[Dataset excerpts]
◆ ◆ ◆ ◆ ◆ ◆ ◆

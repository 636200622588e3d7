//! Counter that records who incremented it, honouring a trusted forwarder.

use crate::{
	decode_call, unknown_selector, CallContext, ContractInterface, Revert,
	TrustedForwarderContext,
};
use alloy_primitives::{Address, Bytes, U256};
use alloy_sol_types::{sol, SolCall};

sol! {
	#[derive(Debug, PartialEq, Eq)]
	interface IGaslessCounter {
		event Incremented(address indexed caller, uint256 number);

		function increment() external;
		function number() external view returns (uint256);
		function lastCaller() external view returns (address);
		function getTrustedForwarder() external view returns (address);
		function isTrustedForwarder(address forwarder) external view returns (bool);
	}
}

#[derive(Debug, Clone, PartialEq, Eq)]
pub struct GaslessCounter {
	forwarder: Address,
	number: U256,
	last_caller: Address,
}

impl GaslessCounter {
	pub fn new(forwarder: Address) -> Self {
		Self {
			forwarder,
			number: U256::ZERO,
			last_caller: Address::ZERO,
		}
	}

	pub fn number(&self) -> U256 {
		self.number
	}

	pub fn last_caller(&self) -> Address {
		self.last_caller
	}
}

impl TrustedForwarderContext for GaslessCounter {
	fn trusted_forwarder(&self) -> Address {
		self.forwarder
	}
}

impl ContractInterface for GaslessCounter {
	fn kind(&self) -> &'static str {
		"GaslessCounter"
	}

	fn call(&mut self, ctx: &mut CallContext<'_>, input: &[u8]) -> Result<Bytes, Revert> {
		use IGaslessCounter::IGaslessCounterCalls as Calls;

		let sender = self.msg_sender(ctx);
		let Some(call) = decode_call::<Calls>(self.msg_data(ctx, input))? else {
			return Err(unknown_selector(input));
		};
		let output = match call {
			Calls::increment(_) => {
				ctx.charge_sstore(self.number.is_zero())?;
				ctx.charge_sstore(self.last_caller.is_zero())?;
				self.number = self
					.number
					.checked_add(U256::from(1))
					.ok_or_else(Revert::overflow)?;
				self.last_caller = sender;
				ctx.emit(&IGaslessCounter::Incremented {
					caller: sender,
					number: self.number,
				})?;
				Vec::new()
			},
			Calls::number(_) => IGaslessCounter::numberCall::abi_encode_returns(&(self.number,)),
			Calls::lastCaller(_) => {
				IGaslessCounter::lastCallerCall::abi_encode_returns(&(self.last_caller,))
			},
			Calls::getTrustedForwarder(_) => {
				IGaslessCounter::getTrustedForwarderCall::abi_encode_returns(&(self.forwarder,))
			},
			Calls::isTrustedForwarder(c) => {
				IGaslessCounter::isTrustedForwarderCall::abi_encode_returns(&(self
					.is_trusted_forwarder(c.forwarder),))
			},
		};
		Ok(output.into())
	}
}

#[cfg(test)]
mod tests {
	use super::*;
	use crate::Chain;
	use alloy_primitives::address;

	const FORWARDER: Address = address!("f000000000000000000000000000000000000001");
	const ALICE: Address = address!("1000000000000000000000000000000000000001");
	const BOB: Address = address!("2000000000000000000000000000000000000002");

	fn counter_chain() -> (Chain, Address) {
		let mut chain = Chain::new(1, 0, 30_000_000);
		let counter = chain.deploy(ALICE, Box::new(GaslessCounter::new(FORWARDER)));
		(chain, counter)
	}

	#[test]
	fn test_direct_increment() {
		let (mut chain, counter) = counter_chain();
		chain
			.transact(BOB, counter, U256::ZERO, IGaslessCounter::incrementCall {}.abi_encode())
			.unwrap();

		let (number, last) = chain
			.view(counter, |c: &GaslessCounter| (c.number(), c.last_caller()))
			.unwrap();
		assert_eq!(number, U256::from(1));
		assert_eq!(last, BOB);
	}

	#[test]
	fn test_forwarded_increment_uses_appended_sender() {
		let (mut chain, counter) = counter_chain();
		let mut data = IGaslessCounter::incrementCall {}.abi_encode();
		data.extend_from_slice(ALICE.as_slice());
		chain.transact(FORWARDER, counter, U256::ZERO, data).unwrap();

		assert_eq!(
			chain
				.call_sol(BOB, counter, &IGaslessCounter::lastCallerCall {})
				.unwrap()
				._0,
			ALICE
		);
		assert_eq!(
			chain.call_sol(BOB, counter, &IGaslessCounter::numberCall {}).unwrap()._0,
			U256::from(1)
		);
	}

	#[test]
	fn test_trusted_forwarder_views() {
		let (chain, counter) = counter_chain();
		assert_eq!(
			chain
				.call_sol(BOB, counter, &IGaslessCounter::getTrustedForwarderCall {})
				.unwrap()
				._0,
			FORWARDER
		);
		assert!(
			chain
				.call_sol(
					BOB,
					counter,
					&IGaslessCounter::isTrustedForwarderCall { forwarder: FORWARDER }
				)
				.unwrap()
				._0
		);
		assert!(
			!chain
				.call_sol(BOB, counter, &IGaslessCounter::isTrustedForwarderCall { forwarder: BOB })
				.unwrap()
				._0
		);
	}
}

◆ ◆ ◆ ◆ ◆ ◆ ◆

* **Aim of the exercise**
The data above should be output exactly, with each line intact.

* **The answer**
repository 636200622588e3d7
//! Counter that records who incremented it, honouring a trusted forwarder.

use crate::{
	decode_call, unknown_selector, CallContext, ContractInterface, Revert,
	TrustedForwarderContext,
};
use alloy_primitives::{Address, Bytes, U256};
use alloy_sol_types::{sol, SolCall};

sol! {
	#[derive(Debug, PartialEq, Eq)]
	interface IGaslessCounter {
		event Incremented(address indexed caller, uint256 number);

		function increment() external;
		function number() external view returns (uint256);
		function lastCaller() external view returns (address);
		function getTrustedForwarder() external view returns (address);
		function isTrustedForwarder(address forwarder) external view returns (bool);
	}
}

#[derive(Debug, Clone, PartialEq, Eq)]
pub struct GaslessCounter {
	forwarder: Address,
	number: U256,
	last_caller: Address,
}

impl GaslessCounter {
	pub fn new(forwarder: Address) -> Self {
		Self {
			forwarder,
			number: U256::ZERO,
			last_caller: Address::ZERO,
		}
	}

	pub fn number(&self) -> U256 {
		self.number
	}

	pub fn last_caller(&self) -> Address {
		self.last_caller
	}
}

impl TrustedForwarderContext for GaslessCounter {
	fn trusted_forwarder(&self) -> Address {
		self.forwarder
	}
}

impl ContractInterface for GaslessCounter {
	fn kind(&self) -> &'static str {
		"GaslessCounter"
	}

	fn call(&mut self, ctx: &mut CallContext<'_>, input: &[u8]) -> Result<Bytes, Revert> {
		use IGaslessCounter::IGaslessCounterCalls as Calls;

		let sender = self.msg_sender(ctx);
		let Some(call) = decode_call::<Calls>(self.msg_data(ctx, input))? else {
			return Err(unknown_selector(input));
		};
		let output = match call {
			Calls::increment(_) => {
				ctx.charge_sstore(self.number.is_zero())?;
				ctx.charge_sstore(self.last_caller.is_zero())?;
				self.number = self
					.number
					.checked_add(U256::from(1))
					.ok_or_else(Revert::overflow)?;
				self.last_caller = sender;
				ctx.emit(&IGaslessCounter::Incremented {
					caller: sender,
					number: self.number,
				})?;
				Vec::new()
			},
			Calls::number(_) => IGaslessCounter::numberCall::abi_encode_returns(&(self.number,)),
			Calls::lastCaller(_) => {
				IGaslessCounter::lastCallerCall::abi_encode_returns(&(self.last_caller,))
			},
			Calls::getTrustedForwarder(_) => {
				IGaslessCounter::getTrustedForwarderCall::abi_encode_returns(&(self.forwarder,))
			},
			Calls::isTrustedForwarder(c) => {
				IGaslessCounter::isTrustedForwarderCall::abi_encode_returns(&(self
					.is_trusted_forwarder(c.forwarder),))
			},
		};
		Ok(output.into())
	}
}

#[cfg(test)]
mod tests {
	use super::*;
	use crate::Chain;
	use alloy_primitives::address;

	const FORWARDER: Address = address!("f000000000000000000000000000000000000001");
	const ALICE: Address = address!("1000000000000000000000000000000000000001");
	const BOB: Address = address!("2000000000000000000000000000000000000002");

	fn counter_chain() -> (Chain, Address) {
		let mut chain = Chain::new(1, 0, 30_000_000);
		let counter = chain.deploy(ALICE, Box::new(GaslessCounter::new(FORWARDER)));
		(chain, counter)
	}

	#[test]
	fn test_direct_increment() {
		let (mut chain, counter) = counter_chain();
		chain
			.transact(BOB, counter, U256::ZERO, IGaslessCounter::incrementCall {}.abi_encode())
			.unwrap();

		let (number, last) = chain
			.view(counter, |c: &GaslessCounter| (c.number(), c.last_caller()))
			.unwrap();
		assert_eq!(number, U256::from(1));
		assert_eq!(last, BOB);
	}

	#[test]
	fn test_forwarded_increment_uses_appended_sender() {
		let (mut chain, counter) = counter_chain();
		let mut data = IGaslessCounter::incrementCall {}.abi_encode();
		data.extend_from_slice(ALICE.as_slice());
		chain.transact(FORWARDER, counter, U256::ZERO, data).unwrap();

		assert_eq!(
			chain
				.call_sol(BOB, counter, &IGaslessCounter::lastCallerCall {})
				.unwrap()
				._0,
			ALICE
		);
		assert_eq!(
			chain.call_sol(BOB, counter, &IGaslessCounter::numberCall {}).unwrap()._0,
			U256::from(1)
		);
	}

	#[test]
	fn test_trusted_forwarder_views() {
		let (chain, counter) = counter_chain();
		assert_eq!(
			chain
				.call_sol(BOB, counter, &IGaslessCounter::getTrustedForwarderCall {})
				.unwrap()
				._0,
			FORWARDER
		);
		assert!(
			chain
				.call_sol(
					BOB,
					counter,
					&IGaslessCounter::isTrustedForwarderCall { forwarder: FORWARDER }
				)
				.unwrap()
				._0
		);
		assert!(
			!chain
				.call_sol(BOB, counter, &IGaslessCounter::isTrustedForwarderCall { forwarder: BOB })
				.unwrap()
				._0
		);
	}
}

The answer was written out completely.